The investigators are in Austin this week to determine whether Austin
schools are providing equal education to “limited English proficient” students.
Before coming to Austin, department officials described the visit as a
“routine compliance review.” A spokesman also said the department had
received several informal complaints about the school district’s bilingual
Tuesday’s meeting raised more complaints.
Yolanda Garcia, a doctoral student at the University of Texas who has
supervised bilingual and special education student-teachers, said too many
limited English proficient students are bused out of their neighborhoods
because their neighborhood schools don’t offer bilingual education.
State law requires school districts to offer bilingual education at any
grade that has 20 or more students who speak a language other than English.
The law doesn’t require that districts offer it at each school. The effect,
speakers said, is that students get bused to certain schools.

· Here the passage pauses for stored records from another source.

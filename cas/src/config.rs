//! Configuration for the records desk CLI
//!
//! Command line arguments come from clap with environment fallbacks. The
//! account directory is seeded from a YAML file, or from the demo accounts
//! when no file is given.

use clap::{Parser, Subcommand};
use serde::{Deserialize, Serialize};
use std::collections::HashSet;
use std::path::{Path, PathBuf};

use access::audit::MAX_AUDIT_ENTRIES;
use access::{catalog, demo_accounts, Account, AccessError, AuditLog, Directory, RoleRegistry};

/// CAS records desk operator tool
#[derive(Parser, Debug, Clone)]
#[command(name = "cas")]
#[command(about = "Permission and case taxonomy checks for the CAS records desk")]
pub struct Args {
    /// Directory seed file (YAML). Demo accounts are used when absent
    #[arg(long, env = "CAS_CONFIG")]
    pub config: Option<PathBuf>,

    /// Log level (trace, debug, info, warn, error)
    #[arg(long, env = "LOG_LEVEL", default_value = "info")]
    pub log_level: String,

    /// Emit JSON output and JSON logs
    #[arg(long, env = "CAS_JSON", default_value = "false")]
    pub json: bool,

    #[command(subcommand)]
    pub command: Command,
}

#[derive(Debug, Clone, Subcommand)]
pub enum Command {
    /// Check whether an account holds a permission
    Check {
        username: String,
        /// Permission token, e.g. write_cases
        token: String,
    },

    /// List the navigation sections an account can see
    Nav { username: String },

    /// List the sections of a case type in display order
    Sections {
        /// criminal or civil
        case_type: String,
    },

    /// Validate populated sections for a case type
    Validate {
        case_type: String,
        /// Populated section ids or labels
        sections: Vec<String>,
    },

    /// Summarize every role
    Roles,

    /// Authenticate an account and show the resulting principal
    Login {
        username: String,
        #[arg(long, env = "CAS_PASSWORD", hide_env_values = true)]
        password: String,
    },
}

/// Configuration errors
#[derive(Debug, thiserror::Error)]
pub enum ConfigError {
    #[error("Failed to read {path}: {source}")]
    Io {
        path: PathBuf,
        #[source]
        source: std::io::Error,
    },

    #[error("Invalid YAML: {0}")]
    Yaml(#[from] serde_yaml::Error),

    #[error("Invalid configuration: {0}")]
    Invalid(String),

    #[error(transparent)]
    Access(#[from] AccessError),
}

/// A custom role added on top of the built-in ones.
#[derive(Debug, Clone, Serialize, Deserialize)]
pub struct RoleConfig {
    pub name: String,
    #[serde(default)]
    pub description: String,
    /// Catalog tokens. A new role holds `read_dashboard` when empty
    #[serde(default)]
    pub permissions: Vec<String>,
}

#[derive(Debug, Clone, Serialize, Deserialize)]
pub struct AuditConfig {
    /// Entries kept before the oldest are dropped
    #[serde(default = "default_max_entries")]
    pub max_entries: usize,
}

fn default_max_entries() -> usize {
    MAX_AUDIT_ENTRIES
}

impl Default for AuditConfig {
    fn default() -> Self {
        Self {
            max_entries: MAX_AUDIT_ENTRIES,
        }
    }
}

/// Directory seed.
#[derive(Debug, Clone, Default, Serialize, Deserialize)]
pub struct DeskConfig {
    #[serde(default)]
    pub accounts: Vec<Account>,
    #[serde(default)]
    pub roles: Vec<RoleConfig>,
    #[serde(default)]
    pub audit: AuditConfig,
}

impl DeskConfig {
    /// The four demo accounts with the built-in roles.
    pub fn demo() -> Result<Self, ConfigError> {
        Ok(Self {
            accounts: demo_accounts()?,
            ..Default::default()
        })
    }

    pub fn from_yaml(yaml: &str) -> Result<Self, serde_yaml::Error> {
        serde_yaml::from_str(yaml)
    }

    pub fn to_yaml(&self) -> Result<String, serde_yaml::Error> {
        serde_yaml::to_string(self)
    }

    /// Load from `path`, or fall back to the demo seed.
    pub fn load(path: Option<&Path>) -> Result<Self, ConfigError> {
        let Some(path) = path else {
            return Self::demo();
        };
        let yaml = std::fs::read_to_string(path).map_err(|source| ConfigError::Io {
            path: path.to_path_buf(),
            source,
        })?;
        Ok(Self::from_yaml(&yaml)?)
    }

    /// Check references between accounts, roles and the permission catalog.
    pub fn validate(&self) -> Result<(), ConfigError> {
        if self.audit.max_entries == 0 {
            return Err(ConfigError::Invalid("audit.max_entries must be at least 1".to_string()));
        }

        let mut role_ids: HashSet<String> = RoleRegistry::builtin()
            .all()
            .iter()
            .map(|r| r.id.clone())
            .collect();
        for role in &self.roles {
            for token in &role.permissions {
                if !catalog::is_known(token) {
                    return Err(ConfigError::Invalid(format!(
                        "role {:?} grants unknown permission {:?}",
                        role.name, token
                    )));
                }
            }
            role_ids.insert(access::roles::role_id_from_name(&role.name));
        }

        let mut usernames = HashSet::new();
        for account in &self.accounts {
            if !usernames.insert(account.username.as_str()) {
                return Err(ConfigError::Invalid(format!(
                    "duplicate account {:?}",
                    account.username
                )));
            }
            if !role_ids.contains(account.effective_role_id()) {
                return Err(ConfigError::Invalid(format!(
                    "account {:?} references unknown role {:?}",
                    account.username,
                    account.effective_role_id()
                )));
            }
        }
        Ok(())
    }

    /// Build the role registry and account directory.
    pub fn directory(&self) -> Result<Directory, ConfigError> {
        let mut roles = RoleRegistry::builtin();
        for role in &self.roles {
            let id = roles.create(&role.name, &role.description)?.id.clone();
            if !role.permissions.is_empty() {
                roles.set_permissions(&id, &role.permissions)?;
            }
        }
        Ok(Directory::new(self.accounts.clone(), roles)?)
    }

    pub fn audit_log(&self) -> AuditLog {
        AuditLog::with_max_entries(self.audit.max_entries)
    }
}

Speakers told the investigators they are sick of the busing, that
5-year-olds are too young to be sent across town and that bilingual
education should be offered in all schools where it is needed.
Garcia also said many students are placed in special education classes
by schools that would rather not deal with their language barrier. “They
are equating LEP with special education, and the two are not equal,” Garcia
Olga Colon, a bilingual teacher at Campbell Elementary School, said,
“We don’t have enough books” for students who don’t speak English.
Amy Wongmok, chairwoman of the Asian American Alliance, said the
problems aren’t limited to Spanish-speaking students. The school district
also offers bilingual classes in Vietnamese, Chinese and Korean.
“We need to provide every child in the Austin community with equal
education,” Wongmok said.
The hearing got off to a rough start after parents complained that no
English-to-Spanish interpreter was provided by the very group that is
investigating whether their children get equal service.
“The purpose of the meeting is not to provide information to the
audience,” said Maria Bates, a Dallas-based branch chief for the Office for
Civil Rights. “It’s to provide information for us.” Bates speaks Spanish.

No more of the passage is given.